Comment on ‘Thriving Kids’ could help secure the future of the NDIS. But what will the program mean for children and families?

<- View Parent
hitmyspot@aussie.zone ⁨2⁩ ⁨weeks⁩ ago

The cost blowouts with the ndis aren’t just ramping up care. Due to the massive increase in funds available, demand increased significantly. So prices rose on lots of stuff. Those in allied therapies are charging hourly rates in the 100s of dollars, where previously, their hourly rate was 60-80. There is a private style system but public style demand. This is less efficient.

Think of going to a public hospital out patient, with lots of waiting and queuing, versus a therapist charging for an hour, having no admin support (why bother as it’s just a cost), so all admin (eg payments, booking appointments )are done during appointment time, billed to ndis. In a hospital, all that is passed off to admin workers while the therapists just see more patients, at a lower hourly rate. Then look at equipment, sometimes costing thousands. Hospitals have it as a shared resource. Private therapists have it now too, but it’s used less frequently and so less efficient from a cost point of view.

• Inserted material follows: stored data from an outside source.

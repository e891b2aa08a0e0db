//! End-to-end pipeline tests: sample audio header in, C# source out.

use std::fs;

use chisel_bind::names::{capitalize, snake_to_camel, strip_prefix, strip_suffix, strip_through_separator, NameReplacementTable};
use chisel_bind::test::sample_compilation;
use chisel_bind::{
    infer_ref_directions, BindingDef, BindingKind, BindingTree, CsType, Generator,
    GeneratorOptions, HeaderKind, HeaderTree, MacroRule, Rule, UnmanagedKind,
};
use tempfile::tempdir;

/// The rule set a consumer would register for an `ipl`-prefixed audio
/// library header.
fn audio_generator() -> Generator {
    let options = GeneratorOptions::new("SteamAudio", "IPL");
    let output_file = options.output_file.clone();

    let replacements = NameReplacementTable::new()
        .with("SIMD", "Simd")
        .with("Outofmemory", "OutOfMemory");
    let source_replacements = replacements.clone();

    Generator::new(options)
        // The boolean-flag enum is replaced by a native bool below.
        .source_rule(
            Rule::for_kind(HeaderKind::Enum, |tree: &mut HeaderTree, id| {
                tree.discard(id);
            })
            .named("IPLbool"),
        )
        // Normalize type names before mapping so generated type references
        // pick up the new names.
        .source_rule(Rule::for_kinds(
            vec![HeaderKind::Struct, HeaderKind::Enum, HeaderKind::Typedef],
            move |tree: &mut HeaderTree, id| {
                let name = tree.node(id).name.clone();
                let name = strip_prefix(&name, "_IPL");
                let name = strip_prefix(name, "IPL");
                let name = strip_suffix(name, "_t");
                tree.rename(id, source_replacements.apply(&capitalize(name)));
            },
        ))
        // Methods lose the `ipl` prefix; the mapper already pinned the
        // exported symbol as the entry point.
        .binding_rule(Rule::for_kind(
            BindingKind::Method,
            |tree: &mut BindingTree, id| {
                let name = tree.node(id).name.clone();
                let stripped = strip_prefix(&name, "ipl");
                if stripped != name {
                    tree.rename(id, capitalize(stripped));
                }
            },
        ))
        // Enum members drop the library prefix, then their enum tag.
        .binding_rule(Rule::for_kind(
            BindingKind::EnumMember,
            |tree: &mut BindingTree, id| {
                let name = tree.node(id).name.clone();
                tree.rename(id, strip_prefix(&name, "IPL_"));
            },
        ))
        .binding_rule(Rule::for_kind(
            BindingKind::EnumMember,
            |tree: &mut BindingTree, id| {
                let name = tree.node(id).name.clone();
                tree.rename(id, snake_to_camel(strip_through_separator(&name, '_'), '_'));
            },
        ))
        // Public struct fields follow C# casing.
        .binding_rule(Rule::for_kind(
            BindingKind::Field,
            |tree: &mut BindingTree, id| {
                if tree.node(id).visibility.is_public() {
                    let name = tree.node(id).name.clone();
                    tree.rename(id, capitalize(&name));
                }
            },
        ))
        // Redirect dangling references to the discarded bool enum to a
        // native bool with an explicit 4-byte wire size.
        .binding_rule(Rule::for_kinds(
            vec![BindingKind::Field, BindingKind::Parameter],
            |tree: &mut BindingTree, id| {
                let ty = match &tree.node(id).def {
                    BindingDef::Field { ty } => ty,
                    BindingDef::Parameter { ty, .. } => ty,
                    _ => return,
                };
                let CsType::Free { text } = ty else {
                    return;
                };
                if !text.contains("IPLbool") {
                    return;
                }
                let replacement = CsType::marshalled(CsType::bool(), UnmanagedKind::U4);
                tree.set_field_type(id, replacement.clone());
                tree.set_parameter_type(id, replacement);
            },
        ))
        .binding_rule(infer_ref_directions())
        // Final cleanup over every display name.
        .binding_rule(Rule::for_all(move |tree: &mut BindingTree, id| {
            let name = tree.node(id).name.clone();
            let replaced = replacements.apply(&name);
            if replaced != name {
                tree.rename(id, replaced);
            }
        }))
        // NEON reports as SSE2 on the managed side.
        .binding_rule(
            Rule::for_kind(BindingKind::EnumMember, |tree: &mut BindingTree, id| {
                tree.set_enum_value(id, chisel_bind::EnumValue::expr("Sse2"));
            })
            .named("SimdLevel::Neon"),
        )
        .macro_rule(
            MacroRule::new("STEAMAUDIO_VERSION", CsType::uint(), &output_file, "IPL")
                .unwrap()
                .name_transform(|n| snake_to_camel(strip_through_separator(n, '_'), '_'))
                .value_transform(|v| v.replace("uint32_t", "uint")),
        )
        .macro_rule(
            MacroRule::new("STEAMAUDIO_(VERSION_.+)", CsType::uint(), &output_file, "IPL")
                .unwrap()
                .name_transform(|n| snake_to_camel(strip_through_separator(n, '_'), '_')),
        )
}

fn generate_sample() -> String {
    let dir = tempdir().unwrap();
    let output = audio_generator()
        .generate(sample_compilation(), dir.path())
        .unwrap();

    assert_eq!(output.files.len(), 1);
    assert!(output.files[0].ends_with("IPL.Generated.cs"));
    fs::read_to_string(&output.files[0]).unwrap()
}

#[test]
fn generates_renamed_extern_stubs_with_entry_points() {
    let content = generate_sample();

    assert!(content.contains("namespace SteamAudio"));
    assert!(content.contains("public static partial class IPL"));
    assert!(content.contains(
        "[DllImport(Library, EntryPoint = \"iplContextCreate\", CallingConvention = CallingConvention.Cdecl)]"
    ));
    assert!(content.contains(
        "public static extern Error ContextCreate(in ContextSettings settings, out IntPtr context);"
    ));
    assert!(content.contains("public static extern IntPtr ContextRetain(IntPtr context);"));
}

#[test]
fn promotes_version_macros_in_scan_order() {
    let content = generate_sample();

    assert!(content.contains("public const uint VersionMajor = 4;"));
    assert!(content.contains("public const uint VersionMinor = 6;"));
    assert!(content.contains("public const uint VersionPatch = 1;"));
    assert!(content.contains(
        "public const uint Version = (VersionMajor << 16) | (VersionMinor << 8) | VersionPatch;"
    ));

    // Declaration order mirrors macro scan order, and the header guard
    // macro (blank value) is never promoted.
    let major = content.find("VersionMajor = 4").unwrap();
    let version = content.find("uint Version =").unwrap();
    assert!(major < version);
    assert!(!content.contains("PhononH"));

    // Constants lead the container.
    let constant = content.find("public const").unwrap();
    let method = content.find("public static extern").unwrap();
    assert!(constant < method);
}

#[test]
fn replaces_bool_enum_with_marshalled_bool() {
    let content = generate_sample();

    assert!(!content.contains("IPLbool"));
    assert!(!content.contains("enum Bool"));
    assert!(content.contains("[MarshalAs(UnmanagedType.U4)]"));
    assert!(content.contains("public bool EnableValidation;"));
}

#[test]
fn flattens_matrix_field_and_renames_types() {
    let content = generate_sample();

    assert!(content.contains("public unsafe partial struct Matrix4x4"));
    assert!(content.contains("public fixed float Elements[16];"));
    assert!(content.contains("public partial struct Vector3"));
    assert!(content.contains("public float X;"));
}

#[test]
fn renames_enum_members_and_applies_overrides() {
    let content = generate_sample();

    assert!(content.contains("public enum Error"));
    assert!(content.contains("Success = 0,"));
    assert!(content.contains("OutOfMemory = 2,"));

    assert!(content.contains("public enum SimdLevel"));
    assert!(content.contains("Sse2 = 0,"));
    assert!(content.contains("Neon = Sse2,"));
}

The whole point of the scheme is great, but we don’t suddenly have a whole bunch of extra qualified staff. So, to encourage staff, qualified or not, prices went up. Then you have people, who are desperate, willing to pay anything, and then suddenly having a blank cheque. This should normalise over time, partly from a,rhetorical forces, partly from trying to rein in spending, like this.

This is before you even consider inflation was over 25% combine over the last few years, with double the participants. Add on the inefficiancy of rapid ramp up. Look at employment in government and non government spending over the last 3 years. It’s concerning for the economy in general.